Improving the biofouling resistance of polyamide thin-film composite membrane via grafting polyacrylamide brush on the surface by in-situ atomic transfer radical polymerization

Abstract

Membrane biofouling represents a major challenge ever-present in the practical application of polyamide (PA) thin-film composite (TFC) reverse osmosis (RO) membranes. This work focused on grafting polyacrylamide (PAAm) onto PA-TFC via an in-situ atomic transfer radical polymerization (ATRP) method to improve the biofouling resistance of PA-TFC. The ATRP initiators, isobutyryl bromide (iPB), were introduced into PA matrix using a bifunctional small molecule, 2-bromoisobutyryl bromide (BIBB), added in organic hexane solutions to participate in interfacial polymerization through the condensation reaction with m-phenylenediamine.
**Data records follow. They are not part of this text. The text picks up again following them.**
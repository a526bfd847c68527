use std::path::PathBuf;

use anyhow::Result;
use banana_contracts::catalog::StyleCatalog;
use banana_contracts::history::{FileSnapshotStorage, HistoryStore};

use crate::config::StudioConfig;
use crate::conversation::{ConversationController, ConversationOutcome};
use crate::generation::GenerationClient;
use crate::image_request::{ImageOutcome, ImageRequestController};
use crate::shell::{Shell, View};
use crate::SubmitRejected;

/// The whole application state, built once at startup and passed by
/// reference from there on.
pub struct Studio {
    config: StudioConfig,
    client: GenerationClient,
    history: HistoryStore,
    shell: Shell,
    conversation: ConversationController,
    image: ImageRequestController,
}

impl Studio {
    /// Gemini-backed client plus the history file named in `config`.
    pub fn open(config: StudioConfig) -> Self {
        let client = GenerationClient::from_config(&config);
        let history = HistoryStore::load(FileSnapshotStorage::new(config.history_path.clone()));
        tracing::debug!(
            history = %config.history_path.display(),
            entries = history.len(),
            "studio opened"
        );
        Self::with_parts(config, client, history)
    }

    pub fn with_parts(config: StudioConfig, client: GenerationClient, history: HistoryStore) -> Self {
        Self {
            config,
            client,
            history,
            shell: Shell::new(),
            conversation: ConversationController::new(StyleCatalog::default()),
            image: ImageRequestController::new(),
        }
    }

    pub fn history(&self) -> &HistoryStore {
        &self.history
    }

    pub fn shell(&self) -> &Shell {
        &self.shell
    }

    pub fn shell_mut(&mut self) -> &mut Shell {
        &mut self.shell
    }

    pub fn conversation(&self) -> &ConversationController {
        &self.conversation
    }

    pub fn conversation_mut(&mut self) -> &mut ConversationController {
        &mut self.conversation
    }

    pub fn image(&self) -> &ImageRequestController {
        &self.image
    }

    pub fn image_mut(&mut self) -> &mut ImageRequestController {
        &mut self.image
    }

    /// A rejected submission leaves the active view alone.
    pub fn submit_conversation(&mut self) -> Result<ConversationOutcome, SubmitRejected> {
        let pending = self.conversation.begin_submission()?;
        self.shell.switch_to(View::Architect);
        let result = pending.dispatch(&self.client);
        Ok(self.conversation.complete(pending, result, &mut self.history))
    }

    pub fn generate_image(&mut self) -> Result<ImageOutcome, SubmitRejected> {
        let pending = self.image.begin_generation()?;
        self.shell.switch_to(View::Wallpaper);
        let result = pending.dispatch(&self.client);
        Ok(self.image.complete(pending, result, &mut self.history))
    }

    /// Writes the last generated image into the configured export directory.
    pub fn export_image(&self) -> Result<PathBuf> {
        self.image.export(&self.config.export_dir)
    }

    pub fn clear_history(&mut self) -> Result<()> {
        self.history.clear()
    }

    /// Switches to the flow an entry came from. Returns `None` for an
    /// unknown id.
    pub fn select_history_entry(&mut self, id: &str) -> Option<View> {
        let entry = self.history.get(id)?;
        Some(self.shell.select_history_entry(entry))
    }
}

#[cfg(test)]
mod tests {
    use banana_contracts::catalog::AspectRatio;
    use banana_contracts::history::{HistoryStore, MemorySnapshotStorage, SourceFlow};

    use super::Studio;
    use crate::config::StudioConfig;
    use crate::conversation::ConversationOutcome;
    use crate::generation::testing::ScriptedService;
    use crate::generation::GenerationClient;
    use crate::image_request::ImageOutcome;
    use crate::shell::View;
    use crate::SubmitRejected;

    fn studio(service: &ScriptedService, storage: &MemorySnapshotStorage) -> Studio {
        let config = StudioConfig::default();
        let client = GenerationClient::new(service.clone(), &config);
        let history = HistoryStore::load(storage.clone());
        Studio::with_parts(config, client, history)
    }

    #[test]
    fn both_flows_share_one_history() -> anyhow::Result<()> {
        let service = ScriptedService::new();
        let storage = MemorySnapshotStorage::new();
        let mut studio = studio(&service, &storage);

        service.push_text("refined prompt");
        studio.conversation_mut().set_input("a quiet harbor");
        let outcome = studio.submit_conversation()?;
        assert_eq!(
            outcome,
            ConversationOutcome::Replied("refined prompt".to_string())
        );

        service.push_image("image/png", b"png-bytes");
        studio.image_mut().set_prompt("a quiet harbor at night");
        studio.image_mut().select_aspect_ratio(AspectRatio::Mobile);
        assert_eq!(studio.generate_image()?, ImageOutcome::Generated);
        assert_eq!(studio.shell().active_view(), View::Wallpaper);

        let flows = studio
            .history()
            .entries()
            .iter()
            .map(|entry| entry.source_flow)
            .collect::<Vec<_>>();
        assert_eq!(flows, vec![SourceFlow::ImageRequest, SourceFlow::Conversation]);

        let reloaded = HistoryStore::load(storage.clone());
        assert_eq!(reloaded.entries(), studio.history().entries());
        Ok(())
    }

    #[test]
    fn rejected_submissions_keep_active_view() {
        let service = ScriptedService::new();
        let storage = MemorySnapshotStorage::new();
        let mut studio = studio(&service, &storage);
        assert_eq!(studio.shell().active_view(), View::Architect);

        studio.image_mut().set_prompt("   ");
        assert_eq!(studio.generate_image().err(), Some(SubmitRejected::Empty));
        assert_eq!(studio.shell().active_view(), View::Architect);

        studio.shell_mut().switch_to(View::Wallpaper);
        studio.conversation_mut().set_input("");
        assert_eq!(
            studio.submit_conversation().err(),
            Some(SubmitRejected::Empty)
        );
        assert_eq!(studio.shell().active_view(), View::Wallpaper);
        assert!(service.requests().is_empty());
    }

    #[test]
    fn selecting_history_entry_switches_view() -> anyhow::Result<()> {
        let service = ScriptedService::new();
        let storage = MemorySnapshotStorage::new();
        let mut studio = studio(&service, &storage);
        service.push_text("refined");
        studio.conversation_mut().set_input("idea");
        studio.submit_conversation()?;

        studio.shell_mut().switch_to(View::Wallpaper);
        studio.shell_mut().toggle_history();
        let id = studio.history().entries()[0].id.clone();
        assert_eq!(studio.select_history_entry(&id), Some(View::Architect));
        assert!(!studio.shell().history_open());
        assert_eq!(studio.select_history_entry("missing"), None);
        Ok(())
    }

    #[test]
    fn clear_history_empties_memory_and_storage() -> anyhow::Result<()> {
        let service = ScriptedService::new();
        let storage = MemorySnapshotStorage::new();
        let mut studio = studio(&service, &storage);
        service.push_text("refined");
        studio.conversation_mut().set_input("idea");
        studio.submit_conversation()?;
        assert_eq!(studio.history().len(), 1);

        studio.clear_history()?;
        assert!(studio.history().is_empty());
        assert!(HistoryStore::load(storage.clone()).is_empty());
        Ok(())
    }

    #[test]
    fn export_uses_configured_directory() -> anyhow::Result<()> {
        let temp = tempfile::tempdir()?;
        let service = ScriptedService::new();
        let config = StudioConfig {
            export_dir: temp.path().to_path_buf(),
            ..StudioConfig::default()
        };
        let client = GenerationClient::new(service.clone(), &config);
        let mut studio = Studio::with_parts(
            config,
            client,
            HistoryStore::load(MemorySnapshotStorage::new()),
        );
        assert!(studio.export_image().is_err());

        service.push_image("image/png", b"png");
        studio.image_mut().set_prompt("dunes");
        studio.generate_image()?;
        let path = studio.export_image()?;
        assert_eq!(path.parent(), Some(temp.path()));
        Ok(())
    }
}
The successful introduction of iPB was confirmed by membrane surface characterizations, and the iPB density in PA layer was tuned by varying the BIBB concentrations in hexane solutions based on the variation in water permeance and salt rejections of iPB-loaded PA-TFC. The ATRP for the gradual growth of PAAm brush was thus in-situ achieved on the PA-TFC surface from the pre-incorporated iPB groups and the length of PAAm chains was facilely controlled via tuning ATRP polymerization time. The PAAm grafted PA-TFC exhibited a minimum decrement of water permeance and essentially retained salt rejections relative to the un-grafted ones. More importantly, the grafted membranes presented synergistically enhanced anti-adhesion and bacteriostatic performance towards either Gram-negative Escherichia coli (E. coli) or Gram-positive Bacillus subtilis (B. subtilis). Also, the grafted membranes presented a lower final flux decline ratio (FDRf) and higher final flux recovery ratio (FRRf) in relation with the un-grafted membranes in the dynamic bovine serum albumin (BSA) fouling test. Particularly, the membrane grafted with longer PAAm chains from extended grafting time showed better anti-biofouling performance: the sterilization ratio towards E. coli and B. subtilis achieved up to 98.8% and 99.0%, respectively, and FDRf of just 3.7% and FRRf of 97.6% after 3 × 8 h BSA fouling test for the membrane subjected to 2 h ATRP grafting. The PAAm grafting induced greater water wettability of membrane surface and the flexible chain structure of PAAm were proposed to account for the enhanced anti-adhesion and bacteriostasis towards bacteria, which collaboratively led to the improved biofouling resistance.